Caleb Ashworth

Caleb Ashworth, D.D. (1722–1775) was an English dissenting tutor.

Life

Ashworth was born at Cloughfold, Rossendale, Lancashire, in 1722.[1] His father, Richard Ashworth, who died in 1751, aged eighty-four, was a lay preacher among the Particular Baptists; he had three sons—Thomas, Particular Baptist minister at Heckmondwike; Caleb; and John, General Baptist minister, colleague of Dr. James Foster, who preached his funeral sermon in 1742.

Caleb was originally a carpenter; he probably was not in sympathy with his father's views, and thus did not at first turn to the ministry. He was afterwards educated for the independent ministry, under Philip Doddridge, at Northampton, where he first took up his quarters in 1739; and settled at Daventry in 1746, originally as assistant to James Floyd.

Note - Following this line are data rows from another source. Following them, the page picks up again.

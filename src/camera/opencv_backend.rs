// Copyright (c) 2025, Jason Jenkins
// SPDX-License-Identifier: BSD-3-Clause

//! OpenCV `VideoCapture` backend.

use super::{CameraBackend, CameraError, CaptureRequest, Frame, FrameSource};
use opencv::{
    core::Mat,
    imgproc,
    prelude::*,
    videoio::{self, VideoCapture, CAP_ANY},
};

/// Opens cameras by index through OpenCV.
#[derive(Debug, Default)]
pub struct OpenCvBackend;

impl CameraBackend for OpenCvBackend {
    fn open(&mut self, request: &CaptureRequest) -> Result<Box<dyn FrameSource>, CameraError> {
        log::info!("Opening camera {}", request.device_index);

        let mut capture = VideoCapture::new(request.device_index, CAP_ANY)
            .map_err(|e| CameraError::DeviceUnavailable(e.to_string()))?;

        if !capture.is_opened().unwrap_or(false) {
            return Err(CameraError::DeviceUnavailable(format!(
                "camera {} could not be opened (missing device or access denied)",
                request.device_index
            )));
        }

        // Drivers are free to pick the closest mode
        let _ = capture.set(videoio::CAP_PROP_FRAME_WIDTH, request.width as f64);
        let _ = capture.set(videoio::CAP_PROP_FRAME_HEIGHT, request.height as f64);

        Ok(Box::new(OpenCvSource {
            capture,
            bgr: Mat::default(),
            rgb: Mat::default(),
        }))
    }
}

struct OpenCvSource {
    capture: VideoCapture,
    bgr: Mat,
    rgb: Mat,
}

impl FrameSource for OpenCvSource {
    fn read_frame(&mut self) -> Result<Option<Frame>, CameraError> {
        let grabbed = self
            .capture
            .read(&mut self.bgr)
            .map_err(|e| CameraError::Frame(e.to_string()))?;
        // A failed read means the device stopped delivering, not that it is warming up
        if !grabbed {
            return Err(CameraError::Frame("camera returned no frame".to_string()));
        }
        if self.bgr.empty() {
            return Ok(None);
        }

        imgproc::cvt_color(&self.bgr, &mut self.rgb, imgproc::COLOR_BGR2RGB, 0)
            .map_err(|e| CameraError::Frame(e.to_string()))?;

        let data = self
            .rgb
            .data_bytes()
            .map_err(|e| CameraError::Frame(e.to_string()))?;

        Ok(Some(Frame {
            width: self.rgb.cols() as u32,
            height: self.rgb.rows() as u32,
            rgb: data.to_vec(),
        }))
    }
}

impl Drop for OpenCvSource {
    fn drop(&mut self) {
        if let Err(e) = self.capture.release() {
            log::warn!("Failed to release camera: {}", e);
        } else {
            log::info!("Camera released");
        }
    }
}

Under Doddridge's will the management of the academy was left to Ashworth, and, as the Northampton congregation did not elect him their minister, he moved it to Daventry in 1752 (see Daventry Academy). He obtained the degree of D.D. from Scotland in 1759. Ashworth died on 18 July 1775.

Influence

Under him Daventry academy became a chief seat of culture among liberal independents and presbyterians, who at that time were close, and shared views on theology and church polity. A list of his students is in Monthly Repository, 1822. The academy covered languages, biblical criticism, and ecclesiastical history quite weakly; its staple was dogmatics and philosophy, including psychology (then called pneumatology), ethics, and physics. Ashworth published for his academy a Hebrew Grammar.

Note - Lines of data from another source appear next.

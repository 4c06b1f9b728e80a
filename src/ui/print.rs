// Copyright (c) 2025, Jason Jenkins
// SPDX-License-Identifier: BSD-3-Clause

//! Print rendering.
//!
//! A print is a white card with a square image area, drawn as meshes so the
//! whole card can be tilted. Development is shown with pre-blurred textures
//! built from a small preview of the snapshot, one per half-point of blur.

use crate::io::snapshot::Snapshot;
use crate::models::photo::{PRINT_HEIGHT, PRINT_IMAGE_SIDE, PRINT_MARGIN, PRINT_WIDTH};
use egui::emath::Rot2;
use egui::{Color32, Mesh, Painter, Pos2, Rect, Shape, TextureHandle, TextureId, TextureOptions};
use image::imageops::{self, FilterType};
use image::RgbaImage;
use std::collections::HashMap;

const CARD_COLOR: Color32 = Color32::from_rgb(250, 248, 242);
const IMAGE_BACKGROUND: Color32 = Color32::from_rgb(226, 222, 214);
/// Width of the preview the blurred textures are built from.
const PREVIEW_WIDTH: u32 = 128;

/// How a print should look this frame.
#[derive(Debug, Clone, Copy, PartialEq)]
pub struct PrintLook {
    /// Tilt in degrees.
    pub rotation: f32,
    /// Image opacity in [0, 1].
    pub opacity: f32,
    /// Strength of the white haze over a developing image, in [0, 1].
    pub haze: f32,
    /// Raised while being dragged.
    pub lifted: bool,
}

impl PrintLook {
    /// A developed print lying on the table.
    pub fn settled(rotation: f32, lifted: bool) -> Self {
        Self {
            rotation,
            opacity: 1.0,
            haze: 0.0,
            lifted,
        }
    }
}

/// UV rectangle that crops a `width` x `height` image to a centered square,
/// like CSS `object-fit: cover`.
pub fn cover_uv(width: u32, height: u32) -> Rect {
    if width == 0 || height == 0 {
        return Rect::from_min_max(Pos2::ZERO, Pos2::new(1.0, 1.0));
    }
    let (w, h) = (width as f32, height as f32);
    if w >= h {
        let inset = (1.0 - h / w) / 2.0;
        Rect::from_min_max(Pos2::new(inset, 0.0), Pos2::new(1.0 - inset, 1.0))
    } else {
        let inset = (1.0 - w / h) / 2.0;
        Rect::from_min_max(Pos2::new(0.0, inset), Pos2::new(1.0, 1.0 - inset))
    }
}

/// Cache key for a blur radius, in half points.
fn blur_key(blur: f32) -> u32 {
    (blur.max(0.0) * 2.0).round() as u32
}

#[derive(Default)]
struct PrintEntry {
    sharp: Option<TextureHandle>,
    preview: Option<RgbaImage>,
    blurred: HashMap<u32, TextureHandle>,
    /// Decoding failed once; don't retry every frame.
    broken: bool,
}

/// GPU textures for prints, keyed by snapshot serial.
#[derive(Default)]
pub struct PrintTextures {
    entries: HashMap<u64, PrintEntry>,
}

impl PrintTextures {
    pub fn new() -> Self {
        Self::default()
    }

    /// Texture of the fully developed image.
    pub fn sharp(&mut self, ctx: &egui::Context, snapshot: &Snapshot) -> Option<TextureId> {
        let entry = self.entries.entry(snapshot.serial()).or_default();
        if entry.broken {
            return None;
        }
        if entry.sharp.is_none() {
            match snapshot.decode() {
                Ok(rgba) => {
                    let color_image = color_image(&rgba);
                    entry.sharp = Some(ctx.load_texture(
                        format!("print-{}", snapshot.serial()),
                        color_image,
                        TextureOptions::LINEAR,
                    ));
                    entry.preview = Some(preview(&rgba));
                }
                Err(e) => {
                    log::warn!("Cannot show print: {:#}", e);
                    entry.broken = true;
                    return None;
                }
            }
        }
        entry.sharp.as_ref().map(|texture| texture.id())
    }

    /// Texture of the image blurred by `blur` points.
    pub fn developing(&mut self, ctx: &egui::Context, snapshot: &Snapshot, blur: f32) -> Option<TextureId> {
        let sharp = self.sharp(ctx, snapshot)?;
        let key = blur_key(blur);
        if key == 0 {
            return Some(sharp);
        }

        let entry = self.entries.get_mut(&snapshot.serial())?;
        if let Some(texture) = entry.blurred.get(&key) {
            return Some(texture.id());
        }

        let preview = entry.preview.as_ref()?;
        // Blur is specified in display points over the cropped square
        let side = preview.width().min(preview.height()) as f32;
        let sigma = key as f32 / 2.0 * side / PRINT_IMAGE_SIDE;
        let blurred = imageops::blur(preview, sigma);
        let texture = ctx.load_texture(
            format!("print-{}-blur-{}", snapshot.serial(), key),
            color_image(&blurred),
            TextureOptions::LINEAR,
        );
        let id = texture.id();
        entry.blurred.insert(key, texture);
        Some(id)
    }

    /// Free the development textures once the print is done developing.
    pub fn finish_developing(&mut self, serial: u64) {
        if let Some(entry) = self.entries.get_mut(&serial) {
            entry.blurred.clear();
            entry.preview = None;
        }
    }
}

fn color_image(rgba: &RgbaImage) -> egui::ColorImage {
    let size = [rgba.width() as usize, rgba.height() as usize];
    egui::ColorImage::from_rgba_unmultiplied(size, rgba.as_raw())
}

fn preview(rgba: &RgbaImage) -> RgbaImage {
    let width = PREVIEW_WIDTH.min(rgba.width()).max(1);
    let height = ((rgba.height() as u64 * width as u64) / rgba.width().max(1) as u64).max(1) as u32;
    imageops::resize(rgba, width, height, FilterType::Triangle)
}

/// Paint a print whose unrotated card has its top-left corner at `origin`.
pub fn paint(
    painter: &Painter,
    origin: Pos2,
    texture: Option<TextureId>,
    uv: Rect,
    look: PrintLook,
) {
    let card = Rect::from_min_size(origin, egui::vec2(PRINT_WIDTH, PRINT_HEIGHT));
    let center = card.center();
    let rot = Rot2::from_angle(look.rotation.to_radians());

    // Shadow
    let (spread, drop, alpha) = if look.lifted { (10.0, 18.0, 90) } else { (4.0, 10.0, 60) };
    let shadow = card.expand(spread).translate(egui::vec2(0.0, drop));
    painter.add(rotated(solid(shadow, Color32::from_black_alpha(alpha)), rot, center));

    painter.add(rotated(solid(card, CARD_COLOR), rot, center));

    let image_rect = Rect::from_min_size(
        origin + egui::vec2(PRINT_MARGIN, PRINT_MARGIN),
        egui::vec2(PRINT_IMAGE_SIDE, PRINT_IMAGE_SIDE),
    );
    painter.add(rotated(solid(image_rect, IMAGE_BACKGROUND), rot, center));

    if let Some(texture) = texture {
        let mut mesh = Mesh::with_texture(texture);
        mesh.add_rect_with_uv(image_rect, uv, Color32::WHITE.gamma_multiply(look.opacity.clamp(0.0, 1.0)));
        painter.add(rotated(mesh, rot, center));
    }

    if look.haze > 0.0 {
        let top = Color32::from_white_alpha((look.haze.clamp(0.0, 1.0) * 0.8 * 255.0) as u8);
        painter.add(rotated(vertical_gradient(image_rect, top, Color32::TRANSPARENT), rot, center));
    }
}

fn solid(rect: Rect, color: Color32) -> Mesh {
    let mut mesh = Mesh::default();
    mesh.add_colored_rect(rect, color);
    mesh
}

fn vertical_gradient(rect: Rect, top: Color32, bottom: Color32) -> Mesh {
    let mut mesh = Mesh::default();
    mesh.colored_vertex(rect.left_top(), top);
    mesh.colored_vertex(rect.right_top(), top);
    mesh.colored_vertex(rect.right_bottom(), bottom);
    mesh.colored_vertex(rect.left_bottom(), bottom);
    mesh.add_triangle(0, 1, 2);
    mesh.add_triangle(0, 2, 3);
    mesh
}

fn rotated(mut mesh: Mesh, rot: Rot2, center: Pos2) -> Shape {
    mesh.rotate(rot, center);
    Shape::mesh(mesh)
}

#[cfg(test)]
mod tests {
    use super::*;

    #[test]
    fn test_cover_uv_crops_wide_frames() {
        let uv = cover_uv(640, 480);

        assert!((uv.min.x - 0.125).abs() < 1e-6);
        assert!((uv.max.x - 0.875).abs() < 1e-6);
        assert_eq!((uv.min.y, uv.max.y), (0.0, 1.0));
    }

    #[test]
    fn test_cover_uv_crops_tall_frames() {
        let uv = cover_uv(300, 600);

        assert_eq!((uv.min.x, uv.max.x), (0.0, 1.0));
        assert!((uv.min.y - 0.25).abs() < 1e-6);
        assert!((uv.max.y - 0.75).abs() < 1e-6);
    }

    #[test]
    fn test_cover_uv_degenerate_size() {
        assert_eq!(cover_uv(0, 480), Rect::from_min_max(Pos2::ZERO, Pos2::new(1.0, 1.0)));
    }

    #[test]
    fn test_blur_keys_follow_development_steps() {
        assert_eq!(blur_key(20.0), 40);
        assert_eq!(blur_key(19.5), 39);
        assert_eq!(blur_key(0.0), 0);
        assert_eq!(blur_key(-1.0), 0);
    }

    #[test]
    fn test_preview_keeps_aspect() {
        let image = RgbaImage::new(640, 480);
        let small = preview(&image);

        assert_eq!(small.dimensions(), (128, 96));
    }
}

His most distinguished scholar was Joseph Priestley, who says that Ashworth took ‘the orthodox side of every question’ in theology and philosophy, the sub-tutor, Samuel Clark, ‘that of heresy.’ Doddridge's plan of referring to authors on all sides of every question, and requiring his students to give an account of them, was pursued by his successors. A pupil[2] says: ‘Under Dr. Doddridge there was a more popular exterior; under Dr. Ashworth a more disciplined interior.’

Family

He married a Miss Hemings, by whom he had three sons and three daughters. His son John entered Daventry academy in 1760, but became a grazier.

References

  1. The date rests on Palmer's statement that he was ‘but fifty-three years of age’ at death, and on the monumental inscription given in Baker's ‘Northamptonshire’ (i. 332).
  2. Rev. T. Thomas, in Month. Rep., 1814, p. 79.

 "Ashworth, Caleb". Dictionary of National Biography. London: Smith, Elder & Co. 1885–1900.